(SUPPLIED DATA begins)
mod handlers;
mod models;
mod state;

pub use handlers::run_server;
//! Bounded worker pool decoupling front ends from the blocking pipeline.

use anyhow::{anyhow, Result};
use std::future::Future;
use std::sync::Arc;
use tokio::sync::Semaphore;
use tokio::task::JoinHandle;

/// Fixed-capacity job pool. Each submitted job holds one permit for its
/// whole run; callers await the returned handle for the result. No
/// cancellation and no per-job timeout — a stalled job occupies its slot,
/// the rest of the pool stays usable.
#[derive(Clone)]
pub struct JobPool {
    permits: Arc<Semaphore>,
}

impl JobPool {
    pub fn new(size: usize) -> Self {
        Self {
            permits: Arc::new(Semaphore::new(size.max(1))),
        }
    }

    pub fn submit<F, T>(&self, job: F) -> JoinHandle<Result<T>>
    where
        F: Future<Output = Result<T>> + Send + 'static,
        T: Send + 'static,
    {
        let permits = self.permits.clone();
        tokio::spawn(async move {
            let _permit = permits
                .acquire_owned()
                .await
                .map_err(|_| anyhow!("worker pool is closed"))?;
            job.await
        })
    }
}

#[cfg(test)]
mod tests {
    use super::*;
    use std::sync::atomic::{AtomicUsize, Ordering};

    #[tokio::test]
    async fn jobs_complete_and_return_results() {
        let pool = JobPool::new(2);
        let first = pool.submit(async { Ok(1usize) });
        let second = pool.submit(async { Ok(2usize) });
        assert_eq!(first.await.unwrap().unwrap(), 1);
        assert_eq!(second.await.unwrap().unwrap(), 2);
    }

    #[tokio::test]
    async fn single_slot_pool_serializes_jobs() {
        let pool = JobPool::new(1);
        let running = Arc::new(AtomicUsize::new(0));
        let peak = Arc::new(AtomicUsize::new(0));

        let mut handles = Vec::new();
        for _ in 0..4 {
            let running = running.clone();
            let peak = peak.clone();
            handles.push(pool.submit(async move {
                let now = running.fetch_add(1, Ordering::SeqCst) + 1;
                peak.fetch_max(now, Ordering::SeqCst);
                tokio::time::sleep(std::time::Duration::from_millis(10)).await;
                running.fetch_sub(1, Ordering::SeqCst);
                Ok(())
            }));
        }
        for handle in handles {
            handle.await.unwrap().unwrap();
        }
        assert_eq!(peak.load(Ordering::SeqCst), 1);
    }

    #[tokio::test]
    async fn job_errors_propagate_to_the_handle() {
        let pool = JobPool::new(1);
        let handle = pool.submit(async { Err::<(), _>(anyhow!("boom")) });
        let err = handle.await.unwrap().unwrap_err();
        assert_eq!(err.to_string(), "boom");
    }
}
(SUPPLIED DATA ends)
(SUPPLIED DATA begins)
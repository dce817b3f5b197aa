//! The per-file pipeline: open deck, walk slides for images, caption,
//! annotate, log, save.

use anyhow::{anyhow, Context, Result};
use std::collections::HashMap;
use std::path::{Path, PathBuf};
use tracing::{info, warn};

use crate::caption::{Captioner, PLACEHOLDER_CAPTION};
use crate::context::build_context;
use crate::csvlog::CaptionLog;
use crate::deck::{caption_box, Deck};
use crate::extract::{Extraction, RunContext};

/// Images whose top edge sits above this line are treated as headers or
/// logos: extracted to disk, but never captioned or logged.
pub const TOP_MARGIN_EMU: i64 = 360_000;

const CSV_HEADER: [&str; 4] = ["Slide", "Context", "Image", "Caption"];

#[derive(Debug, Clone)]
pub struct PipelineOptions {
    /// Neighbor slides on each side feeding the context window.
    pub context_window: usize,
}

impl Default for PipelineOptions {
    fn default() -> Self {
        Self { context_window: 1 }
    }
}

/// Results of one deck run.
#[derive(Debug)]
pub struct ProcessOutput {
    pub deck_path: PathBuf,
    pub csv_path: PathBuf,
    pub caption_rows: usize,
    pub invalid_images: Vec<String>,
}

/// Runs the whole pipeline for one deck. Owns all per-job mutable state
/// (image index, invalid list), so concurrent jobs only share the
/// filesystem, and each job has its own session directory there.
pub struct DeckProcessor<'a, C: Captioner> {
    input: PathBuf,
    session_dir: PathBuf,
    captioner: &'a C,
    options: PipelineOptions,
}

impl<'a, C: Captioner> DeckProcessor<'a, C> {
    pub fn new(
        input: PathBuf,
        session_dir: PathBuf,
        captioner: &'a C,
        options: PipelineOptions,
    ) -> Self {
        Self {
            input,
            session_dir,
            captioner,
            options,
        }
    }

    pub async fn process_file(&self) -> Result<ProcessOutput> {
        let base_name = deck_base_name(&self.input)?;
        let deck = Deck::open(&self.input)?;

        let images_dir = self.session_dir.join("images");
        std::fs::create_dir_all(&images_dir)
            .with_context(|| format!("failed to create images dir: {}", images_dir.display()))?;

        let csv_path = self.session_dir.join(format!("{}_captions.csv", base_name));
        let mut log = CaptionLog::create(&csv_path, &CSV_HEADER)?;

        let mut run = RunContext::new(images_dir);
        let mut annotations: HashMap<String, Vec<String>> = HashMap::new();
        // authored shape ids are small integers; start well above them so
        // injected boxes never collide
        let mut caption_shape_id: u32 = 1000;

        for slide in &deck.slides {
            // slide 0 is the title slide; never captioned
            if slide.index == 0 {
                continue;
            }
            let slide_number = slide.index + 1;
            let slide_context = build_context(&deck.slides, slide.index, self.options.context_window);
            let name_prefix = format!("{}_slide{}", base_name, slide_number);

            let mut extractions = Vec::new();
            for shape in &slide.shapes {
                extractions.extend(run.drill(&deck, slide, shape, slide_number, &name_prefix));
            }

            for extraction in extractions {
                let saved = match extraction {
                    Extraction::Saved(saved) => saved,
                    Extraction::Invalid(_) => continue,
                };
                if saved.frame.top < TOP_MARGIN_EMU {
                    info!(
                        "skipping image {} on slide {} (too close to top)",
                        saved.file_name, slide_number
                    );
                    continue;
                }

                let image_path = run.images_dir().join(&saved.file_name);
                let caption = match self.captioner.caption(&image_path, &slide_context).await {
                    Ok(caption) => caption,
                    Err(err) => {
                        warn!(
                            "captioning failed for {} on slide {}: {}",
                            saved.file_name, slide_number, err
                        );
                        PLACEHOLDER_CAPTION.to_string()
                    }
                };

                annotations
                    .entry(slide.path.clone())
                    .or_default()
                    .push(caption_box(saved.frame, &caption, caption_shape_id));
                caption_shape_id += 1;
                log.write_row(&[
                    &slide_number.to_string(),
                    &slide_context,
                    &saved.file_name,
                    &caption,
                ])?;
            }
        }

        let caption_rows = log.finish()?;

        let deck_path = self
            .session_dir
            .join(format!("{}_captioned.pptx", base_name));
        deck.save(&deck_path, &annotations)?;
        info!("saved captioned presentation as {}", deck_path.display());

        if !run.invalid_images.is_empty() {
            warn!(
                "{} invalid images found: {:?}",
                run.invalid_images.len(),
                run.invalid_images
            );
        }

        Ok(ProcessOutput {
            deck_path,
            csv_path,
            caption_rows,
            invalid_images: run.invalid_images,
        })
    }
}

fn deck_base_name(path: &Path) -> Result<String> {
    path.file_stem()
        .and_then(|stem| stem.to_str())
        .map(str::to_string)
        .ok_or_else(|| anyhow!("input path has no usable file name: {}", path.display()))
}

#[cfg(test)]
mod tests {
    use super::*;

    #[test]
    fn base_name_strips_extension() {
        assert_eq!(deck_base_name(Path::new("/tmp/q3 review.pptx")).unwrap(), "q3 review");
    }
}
(SUPPLIED DATA ends)
**WHAT IS EXPECTED**
Write down how many lines of the data above contain the string "unwrap", and include nothing besides that number.

**EXERCISE OUTPUT**
5